!python -m spacy download es_core_news_sm
! pip install -U symspellpy
import nltk # importar natural language toolkit
nltk.download('punkt') 
nltk.download('stopwords') # modulo para descargar stopwords en diferentes idiomas
nltk.download('wordnet')
from nltk.corpus import stopwords
import pandas as pd
import numpy  as np
import re
import string
import plotly
import matplotlib.pyplot as plt
from nltk.stem import PorterStemmer 
import time
import spacy
import es_core_news_sm
from nltk.corpus import stopwords
from nltk.tokenize import word_tokenize
from nltk.tokenize import sent_tokenize
from sklearn.feature_extraction.text import CountVectorizer
from sklearn.feature_extraction.text import TfidfTransformer
from nltk.probability import FreqDist
from wordcloud import WordCloud
import pickle
from symspellpy import SymSpell
import pkg_resources
from symspellpy import SymSpell, Verbosity

!python -m spacy download es_core_news_md

import es_core_news_md
nlp = es_core_news_md.load()

texto= ('Este es un tutorial acerca de Procesamiento de lenguaje usando Python con spaCy')
doc = nlp(texto)
#tokenizar
print([token.text for token in doc])

text=('Gus es un desarrollador en Python actualmente trabajando para una compañia Fintech en Londres Inglaterra. Se encuentra interesado en aprender NLP.')
t=nlp(text)
oraciones= list(t.sents)
print(len(oraciones))
for x in oraciones:
  print(x)

for token in t:
  print(token, token.idx)

for token in t:
  print(token, token.idx, token.text_with_ws,
        token.is_alpha, token.is_punct, token.is_space,
        token.shape_, token.is_stop)

import spacy
spacy_stopwords = spacy.lang.es.stop_words.STOP_WORDS
print(len(spacy_stopwords))
for stop_word in list(spacy_stopwords)[:10]:
  print(stop_word)

for token in t:
  if not token.is_stop:
    print(token)

# Creacion adicional de stopwrods
documento_sin_stopword = [token for token in t if not token.is_stop]
print(documento_sin_stopword)

for token in t:
  print(token, '-', token.lemma_)

texto= '''
La FIFA responde así a una denuncia interpuesta por la Federación de Chile ante esa Comisión Disciplinaria, en la que presentaba alegaciones sobre la posible falsificación de los documentos que conceden la nacionalidad ecuatoriana Byron Castillo.

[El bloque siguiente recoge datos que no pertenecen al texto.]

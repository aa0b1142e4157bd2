// Inputdev Notify
// udev helper forwarding one device event to the daemon's control socket

use std::os::unix::net::UnixDatagram;
use std::path::PathBuf;
use std::process::ExitCode;

use clap::Parser;

use inputdev_core::config::DEFAULT_SOCKET;

/// sysexits.h
const EX_USAGE: u8 = 64;
const EX_OSERR: u8 = 71;

/// Send "<ACTION> <device>" to a running inputdev daemon
#[derive(Parser, Debug)]
#[command(name = "inputdev-notify")]
#[command(version)]
#[command(about = "Forward a udev input event to inputdev", long_about = None)]
struct Args {
    /// Device name, with or without the "input/" prefix
    device: String,

    /// Control socket of the daemon
    #[arg(default_value = DEFAULT_SOCKET)]
    socket: PathBuf,
}

/// Build the control datagram for `action` on `device`
fn build_command(action: Option<&str>, device: &str) -> String {
    let device = device.strip_prefix("input/").unwrap_or(device);
    format!("{} {}\n", action.unwrap_or("add"), device)
}

fn main() -> ExitCode {
    let args = match Args::try_parse() {
        Ok(args) => args,
        Err(e) => {
            let _ = e.print();
            return if e.use_stderr() {
                ExitCode::from(EX_USAGE)
            } else {
                ExitCode::SUCCESS
            };
        }
    };

    let action = std::env::var("ACTION").ok();
    let command = build_command(action.as_deref(), &args.device);

    let socket = match UnixDatagram::unbound() {
        Ok(socket) => socket,
        Err(e) => {
            eprintln!("socket(): {}", e);
            return ExitCode::from(EX_OSERR);
        }
    };

    match socket.send_to(command.as_bytes(), &args.socket) {
        Ok(n) if n == command.len() => ExitCode::SUCCESS,
        Ok(_) => {
            eprintln!("not all data sent");
            ExitCode::from(EX_OSERR)
        }
        Err(e) => {
            eprintln!("sendto({}): {}", args.socket.display(), e);
            ExitCode::from(EX_OSERR)
        }
    }
}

La selección de Ecuador se clasificó de forma directa para el Mundial, junto con las de Brasil, Argentina y Uruguay, al contrario que las de Chile y Perú. El combinado peruano, que terminó quinto por detrás del ecuatoriano, disputará una repesca.

El defensa fue alineado por el seleccionador ecuatoriano Gustavo Alfaro para los dos partidos contra Paraguay y Chile y en una ocasión ante Uruguay, Bolivia, Venezuela y Argentina, partidos clave para que el equipo lograse uno de los cupos directos para el Mundial.

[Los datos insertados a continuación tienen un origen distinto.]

// Inputdev Device Handle
// One grabbed input device: lifecycle, decode state and event translation

use std::io;
use std::path::{Path, PathBuf};
use std::sync::Arc;
use std::time::{Duration, Instant};

use mio::unix::SourceFd;
use mio::{Interest, Registry, Token};

use crate::action::Action;
use crate::backend::{DeviceNumber, DeviceOpener, InputBackend, RepeatRate};
use crate::bitset::ModifierMask;
use crate::event::{AppEvent, RawInputEvent, EV_KEY};
use crate::key::Key;
use crate::keymap::{KeyMap, ModifierBit};
use crate::magic::MagicSequenceMatcher;
use crate::quirks::{QuirkError, Quirks};

/// Errors that make a device unusable; the device is skipped
#[derive(Debug, thiserror::Error)]
pub enum OpenError {
    #[error("device node {0} not found")]
    NotFound(PathBuf),

    #[error("failed to open {path}: {source}")]
    Inaccessible { path: PathBuf, source: io::Error },

    #[error("{0} does not report key events")]
    NotKeyCapable(PathBuf),

    #[error("ioctl {request} on {path} failed: {source}")]
    IoctlFailed {
        path: PathBuf,
        request: &'static str,
        source: io::Error,
    },
}

/// Errors from [`DeviceHandle::start`]
#[derive(Debug, thiserror::Error)]
pub enum StartError {
    #[error("grab failed: {0}")]
    Grab(io::Error),

    #[error("multiplexer registration failed: {0}")]
    Register(io::Error),
}

/// Result of handling one readable record
#[derive(Debug, Clone, Copy, PartialEq, Eq)]
pub enum DecodeOutcome {
    /// Event for the application sink
    Emit(AppEvent),
    /// A modifier key changed the modifier mask; nothing to emit
    ModifierUpdated,
    /// Dropped: non-key event, duplicate repeat or short read
    Ignored,
    /// Value outside release/press/repeat
    Invalid,
    /// The magic sequence completed; the device must be removed
    MagicMatch,
    /// ENODEV; the device must be removed
    Disappeared,
    /// Nothing left to read until the next readiness notification
    Drained,
}

/// Diagnostic snapshot of a device for `dump`
#[derive(Debug, Clone, PartialEq, Eq)]
pub struct DeviceSummary {
    pub path: PathBuf,
    pub description: String,
    pub device_number: DeviceNumber,
    pub fd: i32,
    pub quirks: Quirks,
    pub repeat: Option<RepeatRate>,
}

impl std::fmt::Display for DeviceSummary {
    fn fmt(&self, f: &mut std::fmt::Formatter<'_>) -> std::fmt::Result {
        write!(
            f,
            "{} ({}) dev={:#x} fd={} quirks={}",
            self.path.display(),
            self.description,
            self.device_number,
            self.fd,
            self.quirks
        )?;
        if let Some(rate) = self.repeat {
            write!(f, " repeat={}", rate)?;
        }
        Ok(())
    }
}

/// An open input device and its decode state
pub struct DeviceHandle<B: InputBackend> {
    path: PathBuf,
    description: String,
    device_number: DeviceNumber,
    backend: B,
    keymap: Arc<KeyMap>,
    token: Option<Token>,
    grabbed: bool,
    modifiers: ModifierMask,
    magic: MagicSequenceMatcher,
    quirks: Quirks,
    original_repeat: Option<RepeatRate>,
    repeat: Option<RepeatRate>,
    repeat_altered: bool,
    last_code: Option<u16>,
    next_repeat: Option<Instant>,
}

impl<B: InputBackend> DeviceHandle<B> {
    /// Open `path` and verify that it reports key events
    pub fn open<O>(
        opener: &O,
        path: &Path,
        keymap: Arc<KeyMap>,
        magic_timeout: Duration,
    ) -> Result<Self, OpenError>
    where
        O: DeviceOpener<Device = B>,
    {
        let backend = opener.open(path).map_err(|e| match e.kind() {
            io::ErrorKind::NotFound => OpenError::NotFound(path.to_path_buf()),
            _ => OpenError::Inaccessible {
                path: path.to_path_buf(),
                source: e,
            },
        })?;
        Self::from_backend(backend, path, keymap, magic_timeout)
    }

    /// Wrap an already opened backend
    pub fn from_backend(
        backend: B,
        path: &Path,
        keymap: Arc<KeyMap>,
        magic_timeout: Duration,
    ) -> Result<Self, OpenError> {
        let ioctl_failed = |request: &'static str| {
            let path = path.to_path_buf();
            move |source| OpenError::IoctlFailed {
                path,
                request,
                source,
            }
        };

        let device_number = backend.device_number().map_err(ioctl_failed("fstat"))?;
        let description = backend.name().map_err(ioctl_failed("EVIOCGNAME"))?;
        let events = backend
            .event_capabilities()
            .map_err(ioctl_failed("EVIOCGBIT"))?;

        if !events.test(EV_KEY as usize) {
            return Err(OpenError::NotKeyCapable(path.to_path_buf()));
        }

        Ok(Self {
            path: path.to_path_buf(),
            description,
            device_number,
            backend,
            keymap,
            token: None,
            grabbed: false,
            modifiers: ModifierMask::new(),
            magic: MagicSequenceMatcher::new(magic_timeout),
            quirks: Quirks::new(),
            original_repeat: None,
            repeat: None,
            repeat_altered: false,
            last_code: None,
            next_repeat: None,
        })
    }

    pub fn path(&self) -> &Path {
        &self.path
    }

    pub fn description(&self) -> &str {
        &self.description
    }

    pub fn device_number(&self) -> DeviceNumber {
        self.device_number
    }

    /// Multiplexer token while registered
    pub fn token(&self) -> Option<Token> {
        self.token
    }

    pub fn is_grabbed(&self) -> bool {
        self.grabbed
    }

    pub fn quirks(&self) -> Quirks {
        self.quirks
    }

    pub fn modifiers(&self) -> ModifierMask {
        self.modifiers
    }

    /// Effective repeat timing used by the `broken_repeat` quirk
    pub fn repeat_rate(&self) -> Option<RepeatRate> {
        self.repeat
    }

    pub fn summary(&self) -> DeviceSummary {
        DeviceSummary {
            path: self.path.clone(),
            description: self.description.clone(),
            device_number: self.device_number,
            fd: self.backend.raw_fd(),
            quirks: self.quirks,
            repeat: self.repeat,
        }
    }

    /// Grab the device, capture its repeat timing and register it for readability.
    ///
    /// On failure the caller must run [`DeviceHandle::stop`] and must not keep
    /// the handle active.
    pub fn start(&mut self, registry: &Registry, token: Token) -> Result<(), StartError> {
        self.backend.grab().map_err(StartError::Grab)?;
        self.grabbed = true;

        self.original_repeat = self.backend.auto_repeat();
        self.repeat = self.original_repeat;
        if self.original_repeat.is_none() {
            log::debug!(
                "{}: no auto-repeat support; skipping repeat rate management",
                self.path.display()
            );
        }

        let fd = self.backend.raw_fd();
        registry
            .register(&mut SourceFd(&fd), token, Interest::READABLE)
            .map_err(StartError::Register)?;
        self.token = Some(token);

        Ok(())
    }

    /// Best-effort teardown: restore repeat timing, ungrab, deregister.
    ///
    /// Failures are logged; a disconnected device fails all of these.
    pub fn stop(&mut self, registry: &Registry) {
        if self.repeat_altered {
            if let Some(original) = self.original_repeat {
                if let Err(e) = self.backend.set_auto_repeat(original) {
                    log::warn!(
                        "{}: failed to restore repeat rate {}: {}",
                        self.path.display(),
                        original,
                        e
                    );
                }
            }
            self.repeat_altered = false;
        }

        if self.grabbed {
            if let Err(e) = self.backend.ungrab() {
                log::warn!("{}: ungrab failed: {}", self.path.display(), e);
            }
            self.grabbed = false;
        }

        if self.token.take().is_some() {
            let fd = self.backend.raw_fd();
            if let Err(e) = registry.deregister(&mut SourceFd(&fd)) {
                log::warn!("{}: deregistration failed: {}", self.path.display(), e);
            }
        }
    }

    pub fn handle_hup(&self) {
        log::info!(
            "device '{}' ({}) hung up",
            self.path.display(),
            self.description
        );
    }

    /// Read and decode one record
    pub fn handle_readable(&mut self) -> DecodeOutcome {
        self.handle_readable_at(Instant::now())
    }

    /// [`DeviceHandle::handle_readable`] with an explicit timestamp
    pub fn handle_readable_at(&mut self, now: Instant) -> DecodeOutcome {
        loop {
            match self.backend.read_event() {
                Ok(Some(ev)) => return self.decode(ev, now),
                Ok(None) => {
                    log::error!("{}: short read from device", self.path.display());
                    return DecodeOutcome::Ignored;
                }
                Err(e) if e.kind() == io::ErrorKind::Interrupted => continue,
                Err(e) if e.kind() == io::ErrorKind::WouldBlock => return DecodeOutcome::Drained,
                Err(e) if e.raw_os_error() == Some(libc::ENODEV) => {
                    log::info!("device '{}' removed", self.path.display());
                    return DecodeOutcome::Disappeared;
                }
                // Persistent errors would spin the drain loop
                Err(e) => {
                    log::error!("failed to read from {}: {}", self.path.display(), e);
                    return DecodeOutcome::Drained;
                }
            }
        }
    }

    /// Decode one raw record observed at `now`
    pub fn decode(&mut self, ev: RawInputEvent, now: Instant) -> DecodeOutcome {
        if !ev.is_key() {
            return DecodeOutcome::Ignored;
        }

        log::trace!("event{{{}}}={}", self.path.display(), ev);

        let Some(action) = Action::from_value(ev.value) else {
            log::error!("{}: unexpected key event {}", self.path.display(), ev);
            return DecodeOutcome::Invalid;
        };

        if self.is_duplicate_repeat(ev.code, action, now) {
            log::trace!("{}: dropping early repeat of {}", self.path.display(), ev.code);
            return DecodeOutcome::Ignored;
        }

        let key = Key(ev.code);

        if self.magic.process(key, action, now) {
            log::info!(
                "magic keysequence from {}; detaching device",
                self.path.display()
            );
            return DecodeOutcome::MagicMatch;
        }

        if let Some(modifier) = ModifierBit::from_key(key) {
            match action {
                Action::Release => self.modifiers.clear(modifier.bit()),
                Action::Press => self.modifiers.set(modifier.bit()),
                Action::Repeat => {}
            }
            return DecodeOutcome::ModifierUpdated;
        }

        let repeat = action.is_repeat();
        let release = action.is_release();
        let event = match self.keymap.translate(ev.code, self.modifiers) {
            Some(symbol) => AppEvent::Translated {
                symbol,
                repeat,
                release,
            },
            None => AppEvent::Raw {
                opcode: ev.opcode(),
                repeat,
                release,
            },
        };

        DecodeOutcome::Emit(event)
    }

    fn is_duplicate_repeat(&mut self, code: u16, action: Action, now: Instant) -> bool {
        if !self.quirks.broken_repeat || action.is_release() {
            return false;
        }
        let Some(rate) = self.repeat else {
            return false;
        };

        let early = self.last_code == Some(code) && self.next_repeat.is_some_and(|d| now < d);
        if !early {
            self.last_code = Some(code);
            self.next_repeat = Some(now + Duration::from_millis(u64::from(rate.period_ms)));
        }
        early
    }

    /// Reprogram hardware auto-repeat.
    ///
    /// Devices without repeat support are skipped and report success. On
    /// failure the tracked rate is cleared so the repeat quirk goes inert.
    pub fn set_repeat_rate(&mut self, rate: RepeatRate) -> bool {
        if self.original_repeat.is_none() {
            return true;
        }

        self.repeat_altered = true;
        match self.backend.set_auto_repeat(rate) {
            Ok(()) => {
                // the hardware may round or clamp
                let effective = self.backend.auto_repeat().unwrap_or(rate);
                log::debug!(
                    "{}: repeat rate set to {} (requested {})",
                    self.path.display(),
                    effective,
                    rate
                );
                self.repeat = Some(effective);
                true
            }
            Err(e) => {
                log::error!(
                    "{}: failed to set repeat rate {}: {}",
                    self.path.display(),
                    rate,
                    e
                );
                self.repeat = None;
                self.last_code = None;
                self.next_repeat = None;
                false
            }
        }
    }

    /// Toggle a named quirk
    pub fn change_quirk(&mut self, name: &str, enabled: bool) -> Result<(), QuirkError> {
        self.quirks.change(name, enabled)?;
        log::info!(
            "{}: quirk {} {}",
            self.path.display(),
            name,
            if enabled { "enabled" } else { "disabled" }
        );
        Ok(())
    }
}

impl<B: InputBackend> Drop for DeviceHandle<B> {
    fn drop(&mut self) {
        // closing the descriptor drops the epoll registration, not the grab
        if self.grabbed {
            let _ = self.backend.ungrab();
        }
        log::debug!("destroyed device '{}'", self.path.display());
    }
}

impl<B: InputBackend> std::fmt::Debug for DeviceHandle<B> {
    fn fmt(&self, f: &mut std::fmt::Formatter<'_>) -> std::fmt::Result {
        f.debug_struct("DeviceHandle")
            .field("path", &self.path)
            .field("description", &self.description)
            .field("device_number", &self.device_number)
            .field("token", &self.token)
            .field("grabbed", &self.grabbed)
            .field("quirks", &self.quirks)
            .finish()
    }
}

"Innumerables pruebas de que nació en Colombia"
La Federación de Chile denunció el pasado día 5 que hay "innumerables pruebas de que el jugador nació en Colombia".

"Las investigaciones realizadas en Ecuador, entre ellas, un informe jurídico de la Dirección Nacional de Registro Civil, declararon la existencia de inconsistencias en el certificado de nacimiento presentado por el jugador", afirmó este organismo, que acusó a la Federación Ecuatoriana de tener "total conocimiento" de las irregularidades.

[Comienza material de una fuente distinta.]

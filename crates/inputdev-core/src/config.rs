// Inputdev Configuration
// TOML settings for the daemon: paths, repeat rate, magic timeout and keymap

use std::collections::BTreeMap;
use std::path::{Path, PathBuf};
use std::time::Duration;

use strum::IntoEnumIterator;

use crate::backend::RepeatRate;
use crate::controller::ControllerOptions;
use crate::key::key_from_name;
use crate::keymap::{KeyMap, KeyTable};
use crate::magic;

/// Control socket path used when nothing else is configured
pub const DEFAULT_SOCKET: &str = "/run/vdr/inputdev";

/// Keymap symbol that keeps the built-in default
const KEEP_DEFAULT: &str = "DEF";

/// Errors that can occur when loading the configuration
#[derive(Debug, thiserror::Error)]
pub enum ConfigError {
    #[error("IO error: {0}")]
    Io(#[from] std::io::Error),

    #[error("TOML parse error: {0}")]
    TomlParse(String),

    #[error("invalid key name '{0}'")]
    InvalidKey(String),

    #[error("invalid symbol '{symbol}' for {key}: {reason}")]
    InvalidSymbol {
        key: String,
        symbol: String,
        reason: String,
    },

    #[error("invalid setting value: {0}")]
    InvalidValue(String),
}

/// Daemon configuration
#[derive(Debug, Clone)]
pub struct Config {
    /// Control socket path
    pub socket: PathBuf,
    /// Directory device names are resolved against
    pub device_root: PathBuf,
    /// Directory scanned at startup
    pub coldplug_dir: PathBuf,
    /// Global auto-repeat timing, if configured
    pub repeat: Option<RepeatRate>,
    pub magic_timeout: Duration,
    /// Default tables plus the `[keymap]` overrides
    pub keymap: KeyMap,
    /// File the configuration came from
    pub source_path: Option<PathBuf>,
}

#[derive(Debug, Clone, Default, serde::Deserialize)]
#[serde(deny_unknown_fields)]
struct ConfigToml {
    #[serde(default)]
    control: Option<ControlSection>,

    #[serde(default)]
    devices: Option<DevicesSection>,

    #[serde(default)]
    repeat: Option<RepeatSection>,

    #[serde(default)]
    magic: Option<MagicSection>,

    #[serde(default)]
    keymap: BTreeMap<String, Vec<String>>,
}

#[derive(Debug, Clone, Default, serde::Deserialize)]
#[serde(deny_unknown_fields)]
struct ControlSection {
    socket: Option<PathBuf>,
}

#[derive(Debug, Clone, Default, serde::Deserialize)]
#[serde(deny_unknown_fields)]
struct DevicesSection {
    root: Option<PathBuf>,
    coldplug_dir: Option<PathBuf>,
}

#[derive(Debug, Clone, Default, serde::Deserialize)]
#[serde(deny_unknown_fields)]
struct RepeatSection {
    delay_ms: Option<u32>,
    period_ms: Option<u32>,
}

#[derive(Debug, Clone, Default, serde::Deserialize)]
#[serde(deny_unknown_fields)]
struct MagicSection {
    timeout_ms: Option<u64>,
}

impl Config {
    /// Built-in defaults
    pub fn new() -> Self {
        let options = ControllerOptions::default();
        Self {
            socket: PathBuf::from(DEFAULT_SOCKET),
            device_root: options.device_root,
            coldplug_dir: options.coldplug_dir,
            repeat: None,
            magic_timeout: magic::DEFAULT_TIMEOUT,
            keymap: KeyMap::new(),
            source_path: None,
        }
    }

    /// Load configuration from a TOML file
    pub fn from_file<P: AsRef<Path>>(path: P) -> Result<Self, ConfigError> {
        let content = std::fs::read_to_string(&path)?;
        let mut config = Self::from_toml(&content)?;
        config.source_path = Some(path.as_ref().to_path_buf());
        Ok(config)
    }

    /// Load configuration from a TOML string
    pub fn from_toml(content: &str) -> Result<Self, ConfigError> {
        let parsed: ConfigToml =
            toml::from_str(content).map_err(|e| ConfigError::TomlParse(e.to_string()))?;

        let mut config = Self::new();

        if let Some(socket) = parsed.control.and_then(|c| c.socket) {
            config.socket = socket;
        }

        if let Some(devices) = parsed.devices {
            if let Some(root) = devices.root {
                config.device_root = root;
            }
            if let Some(dir) = devices.coldplug_dir {
                config.coldplug_dir = dir;
            }
        }

        if let Some(repeat) = parsed.repeat {
            config.repeat = match (repeat.delay_ms, repeat.period_ms) {
                (Some(delay), Some(period)) => Some(RepeatRate::new(delay, period)),
                (None, None) => None,
                _ => {
                    return Err(ConfigError::InvalidValue(
                        "repeat.delay_ms and repeat.period_ms must be set together".to_string(),
                    ))
                }
            };
        }

        if let Some(timeout) = parsed.magic.and_then(|m| m.timeout_ms) {
            config.magic_timeout = Duration::from_millis(timeout);
        }

        for (name, symbols) in &parsed.keymap {
            apply_keymap_entry(&mut config.keymap, name, symbols)?;
        }

        Ok(config)
    }

    /// Default config path (~/.config/inputdev/config.toml)
    pub fn default_path() -> Option<PathBuf> {
        dirs::config_dir().map(|p| p.join("inputdev").join("config.toml"))
    }

    /// Load from the default location, falling back to built-in defaults
    pub fn load_default() -> Result<Self, ConfigError> {
        if let Some(path) = Self::default_path() {
            if path.exists() {
                return Self::from_file(path);
            }
        }
        Ok(Self::new())
    }

    /// Options handed to the controller
    pub fn controller_options(&self) -> ControllerOptions {
        ControllerOptions {
            device_root: self.device_root.clone(),
            coldplug_dir: self.coldplug_dir.clone(),
            repeat: self.repeat,
            magic_timeout: self.magic_timeout,
        }
    }
}

impl Default for Config {
    fn default() -> Self {
        Self::new()
    }
}

fn apply_keymap_entry(map: &mut KeyMap, name: &str, symbols: &[String]) -> Result<(), ConfigError> {
    let key = key_from_name(name).ok_or_else(|| ConfigError::InvalidKey(name.to_string()))?;

    if symbols.len() > KeyTable::COUNT {
        return Err(ConfigError::InvalidValue(format!(
            "{} lists {} symbols, at most {} tables exist",
            name,
            symbols.len(),
            KeyTable::COUNT
        )));
    }

    for (table, symbol) in KeyTable::iter().zip(symbols) {
        let invalid = |reason: &str| ConfigError::InvalidSymbol {
            key: name.to_string(),
            symbol: symbol.clone(),
            reason: reason.to_string(),
        };

        let Some(value) = parse_symbol(symbol).map_err(|reason| invalid(&reason))? else {
            continue;
        };
        if !map.set(table, key.code(), value) {
            return Err(invalid("key code out of range"));
        }
    }

    Ok(())
}

/// Parse one keymap symbol.
///
/// `None` keeps the default slot; `Some(None)` empties it.
fn parse_symbol(s: &str) -> Result<Option<Option<char>>, String> {
    if s == KEEP_DEFAULT {
        return Ok(None);
    }

    let numeric = if let Some(hex) = s.strip_prefix("\\x") {
        Some(u32::from_str_radix(hex, 16).map_err(|e| e.to_string())?)
    } else if let Some(oct) = s.strip_prefix('\\').filter(|o| !o.is_empty()) {
        Some(u32::from_str_radix(oct, 8).map_err(|e| e.to_string())?)
    } else {
        None
    };

    if let Some(value) = numeric {
        let c = char::from_u32(value).ok_or_else(|| format!("U+{:X} is not a character", value))?;
        return Ok(Some(Some(c).filter(|c| *c != '\0')));
    }

    let mut chars = s.chars();
    match (chars.next(), chars.next()) {
        (Some(c), None) => Ok(Some(Some(c))),
        (None, _) => Err("empty symbol".to_string()),
        _ => Err("expected a single character".to_string()),
    }
}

Una posible sanción de la FIFA podría implicar la resta de puntos a Ecuador por los partidos que Castillo jugó, lo que alteraría la nómina de clasificados.

Un informe técnico jurídico de la dirección nacional del registro civil de Ecuador afirma que la inscripción de nacimiento de Byron Castillo en la ciudad ecuatoriana de Guayas no consta en el tomo, la página y el acta solicitado, según un documento oficial.
'''

type(texto)

import re
texto1 = re.sub('\n', '', texto) #remover saltos de linea
print(type(texto))
str(texto1)

doc= nlp(texto1)
# Remover stopwrods
words= [token.text for token in doc if not token.is_stop and not token.is_punct]
from collections import Counter
word_freq= Counter(words)
# Sacar las 5 mas frecuentes y sus frecuencias
common_words= word_freq.most_common(5)
print(common_words)
unique_words = [word for (word, freq) in word_freq.items() if freq == 1]
print(unique_words)

for token in doc:
  print(token,' -', token.tag_, ' -', token.pos_,' -' ,spacy.explain(token.tag_))

nouns=[]
adjectives=[]
for token in doc:
  if token.pos_ =='NOUN':
    nouns.append(token)
  if token.pos_ =='ADJ':
    adjectives.append(token)
print(nouns)
print(adjectives)

from spacy import displacy
texto = ('el se encuentra interesado en aprender Procesamiento de Lenguaje Natural')
t = nlp(texto)
displacy.render(t, style='dep',jupyter=True)

import os
from collections import Counter

import matplotlib.pyplot as plt
import nltk
import numpy as np
import pandas as pd

from pylab import rcParams
from wordcloud import WordCloud
from nltk import word_tokenize

from sklearn.feature_extraction.text import CountVectorizer
from sklearn.model_selection import train_test_split
from sklearn.linear_model import LogisticRegression
from sklearn.metrics import accuracy_score
from sklearn.metrics import f1_score
from sklearn.ensemble import RandomForestClassifier
from sklearn.feature_extraction.text import TfidfVectorizer

rcParams['figure.figsize'] = 30, 60
%matplotlib inline

from google.colab import drive
import os
drive.mount('/content/gdrive')
# Establecer ruta de acceso en dr
import os
print(os.getcwd())
os.chdir("/content/gdrive/My Drive")

import pandas as pd
amazon_reviews = pd.read_csv('Reviews.csv')
# Seleccionando solo los primeros 10,000 registros para calculo mas rapido
#amazon_reviews = amazon_reviews[:10000]
amazon_reviews.head()

amazon_reviews.shape

words_per_review = amazon_reviews.Text.apply(lambda x: len(x.split(" ")))
words_per_review.hist(bins = 100)
plt.title('Numero de palabras por revision')
plt.xlabel('Palabras')
plt.ylabel('Frecuencia')

words_per_review.mean()

amazon_reviews.Score.value_counts()

percent_val = 100 * amazon_reviews.Score.value_counts()/amazon_reviews.shape[0]
percent_val

percent_val.plot.bar()
plt.title('Revisiones por scores')
plt.xlabel('Score')
plt.ylabel('Porcentaje (%)')

word_cloud_text = ''.join(amazon_reviews.Text)
print(len(word_cloud_text))

wordcloud = WordCloud(
    max_font_size=100,
    max_words=100,
    background_color="white",
    scale=10,
    width=800,
    height=400
).generate(word_cloud_text)

plt.figure(figsize=(12,6))
plt.imshow(wordcloud, interpolation="bilinear")
plt.axis("off")
plt.show()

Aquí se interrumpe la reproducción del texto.